Et si aujourd'hui il y a bien un drone MALE européen, qui domine le marché européen, c'est un système "Made in USA". Le Reaper de l'américain General Atomics équipe déjà les armées française, britannique et italienne. Les Pays-bas et l'Allemagne sont également proches d'un achat de systèmes américains. Bref, c'est un grand chelem pour le Reaper, qui surpasse de loin l'avion de combat F-35 de Lockheed Martin, pourtant sélectionné par de nombreux pays du Vieux-Continent.

Une annonce officielle au salon du Bourget?

Bref, c'était loin d'être gagné - cela ne l'est toujours pas pour autant - mais le ministre de la Défense français, Jean-Yves Le Drian, qui a toujours voulu y croire en dépit de l'ampleur du défi, a passé un premier col de montagne. "Notre effort en matière de drones de surveillance et d'ISR (Intelligence, Surveillance & Reconnaissance, ndlr) devrait être accentué, avec notamment, dès cette année, le lancement des études relatives au futur drone européen, que la France envisage à l'horizon 2025 avec l'Allemagne et l'Italie", avait-il déclaré lors d'une conférence de presse en mars. Cette volonté politique s'est transformée en intention commune entre l'Allemagne, l'Italie et la France de lancer une étude de faisabilité.

Quand une décision définitive sera-t-elle prise? En principe en juin, à l'occasion du salon aéronautique du Bourget, qui ouvre ses portes le 15 juin, les trois pays pourraient officiellement confier un contrat de 60 millions d'euros au total (20 millions par pays) aux industriels pour une première étude de faisabilité, via l'OCCAR (Organisation conjointe de coopération en matière d'armement). Le coût de développement du futur drone de reconnaissance de type MALE est estimé à environ un milliard d'euros.

Combien de drones MALE en Europe?

Le ministère de la Défense français évalue le marché à 30 ou 40 système de drones MALE en Europe. Quels pays ? Outre la France, l'Italie et le Royaume-Uni, qui utilisent déjà des Reaper, l'Allemagne, la Pologne et les Pays-Bas pourraient très rapidement s'équiper de ce type de drones.
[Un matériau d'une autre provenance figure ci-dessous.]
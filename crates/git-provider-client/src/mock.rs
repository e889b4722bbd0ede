//! Mock git provider clients for unit testing
//!
//! Webhooks are kept in memory so tests can assert that a pipeline create
//! registered exactly one hook and that delete removed it again.

use crate::error::GitProviderError;
use crate::factory::GitProviderFactory;
use crate::models::WebhookRequest;
use crate::provider_trait::GitProviderClient;
use crate::{bitbucket, github, gitlab};
use platform_model::{GitProvider, ProviderKind};
use std::collections::HashMap;
use std::sync::{Arc, Mutex};

/// A webhook registered through the mock
#[derive(Debug, Clone, PartialEq, Eq)]
pub struct RegisteredHook {
    pub repo_url: String,
    pub request: WebhookRequest,
}

#[derive(Debug, Default)]
struct MockState {
    hooks: HashMap<String, RegisteredHook>,
    deleted: Vec<String>,
    next_id: u64,
    fail_create: bool,
    fail_delete: bool,
}

/// Mock client for any provider
///
/// Clones share state, so a clone handed to the factory stays observable.
#[derive(Debug, Clone)]
pub struct MockGitProviderClient {
    provider: ProviderKind,
    state: Arc<Mutex<MockState>>,
}

impl Default for MockGitProviderClient {
    fn default() -> Self {
        Self::new()
    }
}

impl MockGitProviderClient {
    /// Create a new mock (GitHub flavoured)
    pub fn new() -> Self {
        Self::with_provider(ProviderKind::GitHub)
    }

    pub fn with_provider(provider: ProviderKind) -> Self {
        Self {
            provider,
            state: Arc::new(Mutex::new(MockState {
                next_id: 1,
                ..MockState::default()
            })),
        }
    }

    /// Same state, different provider flavour
    pub fn as_provider(&self, provider: ProviderKind) -> Self {
        Self {
            provider,
            state: self.state.clone(),
        }
    }

    /// Make subsequent `create_webhook` calls fail
    pub fn set_fail_create(&self, fail: bool) {
        self.state.lock().unwrap().fail_create = fail;
    }

    /// Make subsequent `delete_webhook` calls fail
    pub fn set_fail_delete(&self, fail: bool) {
        self.state.lock().unwrap().fail_delete = fail;
    }

    /// Currently registered hooks keyed by id
    pub fn hooks(&self) -> HashMap<String, RegisteredHook> {
        self.state.lock().unwrap().hooks.clone()
    }

    /// Ids passed to `delete_webhook`, in call order
    pub fn deleted(&self) -> Vec<String> {
        self.state.lock().unwrap().deleted.clone()
    }
}

#[async_trait::async_trait]
impl GitProviderClient for MockGitProviderClient {
    fn provider(&self) -> ProviderKind {
        self.provider
    }

    async fn create_webhook(&self, repo_url: &str, request: &WebhookRequest) -> Result<String, GitProviderError> {
        let mut state = self.state.lock().unwrap();
        if state.fail_create {
            return Err(GitProviderError::Api("mock webhook creation failure".to_string()));
        }
        let id = state.next_id.to_string();
        state.next_id += 1;
        state.hooks.insert(
            id.clone(),
            RegisteredHook {
                repo_url: repo_url.to_string(),
                request: request.clone(),
            },
        );
        Ok(id)
    }

    async fn delete_webhook(&self, _repo_url: &str, webhook_id: &str) -> Result<(), GitProviderError> {
        let mut state = self.state.lock().unwrap();
        state.deleted.push(webhook_id.to_string());
        if state.fail_delete {
            return Err(GitProviderError::Api("mock webhook deletion failure".to_string()));
        }
        state
            .hooks
            .remove(webhook_id)
            .map(|_| ())
            .ok_or_else(|| GitProviderError::NotFound(format!("webhook {}", webhook_id)))
    }

    fn branch_filter_expression(&self, branch: &str) -> String {
        match self.provider {
            ProviderKind::GitHub => github::branch_filter(branch),
            ProviderKind::GitLab => gitlab::branch_filter(branch),
            ProviderKind::Bitbucket => bitbucket::branch_filter(branch),
        }
    }
}

/// Factory handing out mocks that share one state
#[derive(Debug, Clone, Default)]
pub struct MockProviderFactory {
    pub client: MockGitProviderClient,
}

impl GitProviderFactory for MockProviderFactory {
    fn client_for(&self, provider: &GitProvider) -> Result<Arc<dyn GitProviderClient>, GitProviderError> {
        Ok(Arc::new(self.client.as_provider(provider.provider)))
    }
}

#[cfg(test)]
mod tests {
    use super::*;

    fn request() -> WebhookRequest {
        WebhookRequest {
            url: "https://apps.example.com/tekton-web".to_string(),
            secret: "secret".to_string(),
            verify_ssl: true,
            branch: "main".to_string(),
        }
    }

    #[tokio::test]
    async fn test_create_then_delete() {
        let mock = MockGitProviderClient::new();
        let id = mock.create_webhook("https://github.com/acme/web", &request()).await.unwrap();
        assert_eq!(mock.hooks().len(), 1);

        mock.delete_webhook("https://github.com/acme/web", &id).await.unwrap();
        assert!(mock.hooks().is_empty());
        assert_eq!(mock.deleted(), vec![id.clone()]);

        let again = mock.delete_webhook("https://github.com/acme/web", &id).await;
        assert!(matches!(again, Err(GitProviderError::NotFound(_))));
    }

    #[tokio::test]
    async fn test_factory_shares_state() {
        let factory = MockProviderFactory::default();
        let record = GitProvider {
            iid: "gp".to_string(),
            provider: ProviderKind::GitLab,
            access_token: "t".to_string(),
            username: None,
            api_url: None,
        };
        let client = factory.client_for(&record).unwrap();
        assert_eq!(client.provider(), ProviderKind::GitLab);
        client.create_webhook("https://gitlab.com/acme/web", &request()).await.unwrap();
        assert_eq!(factory.client.hooks().len(), 1);
    }

    #[tokio::test]
    async fn test_fail_create() {
        let mock = MockGitProviderClient::new();
        mock.set_fail_create(true);
        assert!(mock.create_webhook("https://github.com/acme/web", &request()).await.is_err());
        assert!(mock.hooks().is_empty());
    }
}
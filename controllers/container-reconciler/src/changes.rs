//! Change detection
//!
//! Compares two snapshots of a container and reports which reconcilers have
//! something to do. Each category compares only the fields its reconciler
//! reads, so an autoscaling tweak never rolls the Deployment.

use platform_model::{ContainerSpec, ContainerType, DeploymentConfig, WorkloadConfig};
use serde::{Deserialize, Serialize};
use serde_json::{json, Value};
use std::collections::BTreeSet;
use std::fmt;
use std::str::FromStr;

/// Unit of work in an update
#[derive(Debug, Clone, Copy, PartialEq, Eq, PartialOrd, Ord, Hash, Serialize, Deserialize)]
#[serde(rename_all = "camelCase")]
pub enum ResourceCategory {
    Repo,
    Deployment,
    StatefulSet,
    CronJob,
    Pvc,
    Service,
    Hpa,
    Ingress,
    CustomDomain,
    TcpProxy,
}

impl ResourceCategory {
    pub const ALL: [ResourceCategory; 10] = [
        Self::Repo,
        Self::Deployment,
        Self::StatefulSet,
        Self::CronJob,
        Self::Pvc,
        Self::Service,
        Self::Hpa,
        Self::Ingress,
        Self::CustomDomain,
        Self::TcpProxy,
    ];

    pub fn as_str(&self) -> &'static str {
        match self {
            Self::Repo => "repo",
            Self::Deployment => "deployment",
            Self::StatefulSet => "statefulSet",
            Self::CronJob => "cronJob",
            Self::Pvc => "pvc",
            Self::Service => "service",
            Self::Hpa => "hpa",
            Self::Ingress => "ingress",
            Self::CustomDomain => "customDomain",
            Self::TcpProxy => "tcpProxy",
        }
    }

    /// Category of the primary workload for a container type
    pub fn workload(container_type: ContainerType) -> Self {
        match container_type {
            ContainerType::Deployment => Self::Deployment,
            ContainerType::StatefulSet => Self::StatefulSet,
            ContainerType::CronJob => Self::CronJob,
        }
    }
}

impl fmt::Display for ResourceCategory {
    fn fmt(&self, f: &mut fmt::Formatter<'_>) -> fmt::Result {
        f.write_str(self.as_str())
    }
}

impl FromStr for ResourceCategory {
    type Err = String;

    fn from_str(value: &str) -> Result<Self, Self::Err> {
        Self::ALL
            .into_iter()
            .find(|c| c.as_str().eq_ignore_ascii_case(value))
            .ok_or_else(|| format!("unknown resource category '{}'", value))
    }
}

/// Set of categories to reconcile
#[derive(Debug, Clone, Default, PartialEq, Eq, Serialize, Deserialize)]
#[serde(transparent)]
pub struct ChangeSet(BTreeSet<ResourceCategory>);

impl ChangeSet {
    pub fn new() -> Self {
        Self::default()
    }

    /// Every category that applies to `container`
    pub fn all_for(container: &ContainerSpec) -> Self {
        Self::collect(container, |view| view(container).is_some())
    }

    /// Categories whose inputs differ between `previous` and `next`
    ///
    /// No previous snapshot means no update is in progress and nothing is
    /// reported. A field absent from `previous` but present in `next`
    /// counts as a change.
    pub fn between(previous: Option<&ContainerSpec>, next: &ContainerSpec) -> Self {
        match previous {
            Some(previous) => Self::collect(next, |view| view(previous) != view(next)),
            None => Self::new(),
        }
    }

    fn collect(next: &ContainerSpec, differs: impl Fn(View) -> bool) -> Self {
        let mut changes = Self::new();
        if differs(repo_view) {
            changes.insert(ResourceCategory::Repo);
        }
        if differs(workload_view) {
            changes.insert(ResourceCategory::workload(next.container_type));
        }
        if differs(pvc_view) {
            changes.insert(ResourceCategory::Pvc);
        }
        if next.is_networked() {
            if differs(service_view) {
                changes.insert(ResourceCategory::Service);
            }
            if differs(ingress_view) {
                changes.insert(ResourceCategory::Ingress);
            }
            if differs(custom_domain_view) {
                changes.insert(ResourceCategory::CustomDomain);
            }
            if differs(tcp_proxy_view) {
                changes.insert(ResourceCategory::TcpProxy);
            }
        }
        if next.container_type == ContainerType::Deployment && differs(hpa_view) {
            changes.insert(ResourceCategory::Hpa);
        }
        changes
    }

    pub fn insert(&mut self, category: ResourceCategory) -> bool {
        self.0.insert(category)
    }

    pub fn contains(&self, category: ResourceCategory) -> bool {
        self.0.contains(&category)
    }

    pub fn is_empty(&self) -> bool {
        self.0.is_empty()
    }

    pub fn len(&self) -> usize {
        self.0.len()
    }

    pub fn iter(&self) -> impl Iterator<Item = ResourceCategory> + '_ {
        self.0.iter().copied()
    }
}

impl FromIterator<ResourceCategory> for ChangeSet {
    fn from_iter<I: IntoIterator<Item = ResourceCategory>>(iter: I) -> Self {
        Self(iter.into_iter().collect())
    }
}

impl fmt::Display for ChangeSet {
    fn fmt(&self, f: &mut fmt::Formatter<'_>) -> fmt::Result {
        let names: Vec<_> = self.iter().map(|c| c.as_str()).collect();
        write!(f, "{{{}}}", names.join(", "))
    }
}

/// Projection of the fields one category reads; `None` when the category
/// has no inputs on this container
type View = fn(&ContainerSpec) -> Option<Value>;

fn to_json<T: Serialize>(value: &T) -> Value {
    serde_json::to_value(value).unwrap_or(Value::Null)
}

fn repo_view(spec: &ContainerSpec) -> Option<Value> {
    match spec.repo() {
        Some(repo) => Some(to_json(&repo.without_webhook())),
        None => Some(Value::String("registry".to_string())),
    }
}

/// Deployment settings that the autoscaler owns are blanked
fn without_autoscaling(config: &DeploymentConfig) -> DeploymentConfig {
    DeploymentConfig {
        min_replicas: 0,
        max_replicas: 0,
        cpu_metric: Default::default(),
        memory_metric: Default::default(),
        ..config.clone()
    }
}

fn workload_view(spec: &ContainerSpec) -> Option<Value> {
    let workload = match &spec.workload {
        WorkloadConfig::Deployment(config) => to_json(&without_autoscaling(config)),
        WorkloadConfig::StatefulSet(config) => to_json(config),
        WorkloadConfig::CronJob(config) => to_json(config),
    };
    Some(json!({
        "podConfig": to_json(&spec.pod_config),
        "probes": to_json(&spec.probes),
        "variables": to_json(&spec.variables),
        "containerPort": spec.networking.container_port,
        "image": spec.source.registry_image(),
        "mountPath": spec.storage().map(|s| s.mount_path.as_str()),
        "workload": workload,
    }))
}

fn pvc_view(spec: &ContainerSpec) -> Option<Value> {
    spec.storage_config.as_ref().map(to_json)
}

fn service_view(spec: &ContainerSpec) -> Option<Value> {
    Some(json!(spec.networking.container_port))
}

fn hpa_view(spec: &ContainerSpec) -> Option<Value> {
    spec.deployment_config().map(|config| {
        json!({
            "minReplicas": config.min_replicas,
            "maxReplicas": config.max_replicas,
            "cpuMetric": to_json(&config.cpu_metric),
            "memoryMetric": to_json(&config.memory_metric),
        })
    })
}

fn ingress_view(spec: &ContainerSpec) -> Option<Value> {
    Some(json!([spec.networking.container_port, to_json(&spec.networking.ingress)]))
}

fn custom_domain_view(spec: &ContainerSpec) -> Option<Value> {
    Some(json!([spec.networking.container_port, to_json(&spec.networking.custom_domain)]))
}

fn tcp_proxy_view(spec: &ContainerSpec) -> Option<Value> {
    Some(json!([spec.networking.container_port, to_json(&spec.networking.tcp_proxy)]))
}

#[cfg(test)]
mod tests {
    use super::*;
    use crate::test_utils::*;
    use platform_model::{ContainerSource, IngressType, RegistryImage};

    #[test]
    fn test_identical_snapshots_have_no_changes() {
        let container = deployment_container("web");
        assert!(ChangeSet::between(Some(&container), &container).is_empty());
    }

    #[test]
    fn test_without_previous_nothing_is_reported() {
        assert!(ChangeSet::between(None, &deployment_container("web")).is_empty());
    }

    #[test]
    fn test_all_for_container_type() {
        let changes = ChangeSet::all_for(&deployment_container("web"));
        assert!(changes.contains(ResourceCategory::Deployment));
        assert!(changes.contains(ResourceCategory::Hpa));
        assert!(changes.contains(ResourceCategory::Service));
        assert!(!changes.contains(ResourceCategory::StatefulSet));
        assert!(!changes.contains(ResourceCategory::Pvc));

        let cron = ChangeSet::all_for(&cronjob_container("nightly"));
        assert!(cron.contains(ResourceCategory::CronJob));
        assert!(!cron.contains(ResourceCategory::Service));
        assert!(!cron.contains(ResourceCategory::Hpa));
    }

    #[test]
    fn test_metric_change_touches_only_hpa() {
        let previous = deployment_container("web");
        let mut next = previous.clone();
        if let WorkloadConfig::Deployment(config) = &mut next.workload {
            config.cpu_metric.enabled = true;
            config.cpu_metric.metric_value = 80.0;
            config.max_replicas = 8;
        }
        let changes = ChangeSet::between(Some(&previous), &next);
        assert_eq!(changes, [ResourceCategory::Hpa].into_iter().collect());
    }

    #[test]
    fn test_port_change_fans_out() {
        let previous = deployment_container("web");
        let mut next = previous.clone();
        next.networking.container_port = 9000;
        let changes = ChangeSet::between(Some(&previous), &next);
        for category in [
            ResourceCategory::Deployment,
            ResourceCategory::Service,
            ResourceCategory::Ingress,
            ResourceCategory::CustomDomain,
            ResourceCategory::TcpProxy,
        ] {
            assert!(changes.contains(category), "{} missing", category);
        }
        assert!(!changes.contains(ResourceCategory::Hpa));
        assert!(!changes.contains(ResourceCategory::Pvc));
    }

    #[test]
    fn test_webhook_id_is_ignored() {
        let previous = repo_container("web", true);
        let mut next = previous.clone();
        if let Some(repo) = next.source.repo_mut() {
            repo.webhook_id = Some("42".to_string());
        }
        assert!(ChangeSet::between(Some(&previous), &next).is_empty());

        if let Some(repo) = next.source.repo_mut() {
            repo.branch = "release".to_string();
        }
        let changes = ChangeSet::between(Some(&previous), &next);
        assert_eq!(changes, [ResourceCategory::Repo].into_iter().collect());
    }

    #[test]
    fn test_source_switch() {
        let previous = repo_container("web", true);
        let mut next = previous.clone();
        next.source = ContainerSource::Registry(RegistryImage {
            image: "nginx:1.27".to_string(),
        });
        let changes = ChangeSet::between(Some(&previous), &next);
        assert!(changes.contains(ResourceCategory::Repo));
        assert!(changes.contains(ResourceCategory::Deployment));
    }

    #[test]
    fn test_storage_added_touches_pvc_and_workload() {
        let previous = deployment_container("web");
        let mut next = previous.clone();
        next.storage_config = Some(test_storage(1.0));
        let changes = ChangeSet::between(Some(&previous), &next);
        assert!(changes.contains(ResourceCategory::Pvc));
        assert!(changes.contains(ResourceCategory::Deployment));
    }

    #[test]
    fn test_ingress_strategy_switch() {
        let previous = deployment_container("web");
        let mut next = previous.clone();
        next.networking.ingress.enabled = true;
        next.networking.ingress.ingress_type = IngressType::Subdomain;
        let changes = ChangeSet::between(Some(&previous), &next);
        assert_eq!(changes, [ResourceCategory::Ingress].into_iter().collect());
    }

    #[test]
    fn test_category_parsing() {
        assert_eq!("hpa".parse::<ResourceCategory>(), Ok(ResourceCategory::Hpa));
        assert_eq!("customDomain".parse::<ResourceCategory>(), Ok(ResourceCategory::CustomDomain));
        assert_eq!("tcpproxy".parse::<ResourceCategory>(), Ok(ResourceCategory::TcpProxy));
        assert!("everything".parse::<ResourceCategory>().is_err());
    }
}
Un marché qui intéresse fortement les industriels européens... même s'il est limité. Surtout sur le plan industriel, un programme de ce type est relativement modeste pour pouvoir accepter de nombreux partenaires.

"C'est la seule condition pour lancer un programme européen, note pourtant un observateur du secteur de la défense. Les Allemands, les Italiens et bien d'autres pays n'achèteront jamais un drone MALE de fabrication française". Et pourtant, la France, à travers son expertise tricolore chez Dassault Aviation, Thales, Safran, voire chez Airbus Group France, pourrait développer seule un tel programme.

Une coopération industrielle européenne

Du coup, Airbus Group, Dassault Aviation et Alenia Aermacchi ont proposé en mai 2014 une approche commune pour développer le drone européen de prochaine génération. Ils ont d'ailleurs remis leur proposition à la France, l'Allemagne et l'Italie. "Après avoir appelé au développement d'un tel système lors du dernier salon aéronautique du Bourget en 2013, les trois entreprises aéronautiques européennes les plus compétentes en la matière sont aujourd'hui d'accord sur les modalités pratiques d'une telle approche commune", avait-elle expliqué dans un communiqué commun.

Pas sûr pour autant que Dassault Aviation ait apprécié en mars dernier le "deal" entre Berlin et Paris : à la France, les satellites d'observation, à l'Allemagne, les drones MALE. Une affaire à suivre et qui ne sera pas un long fleuve tranquille... Surtout si Jean-Yves Le Drian quitte la barre du ministère de la Défense.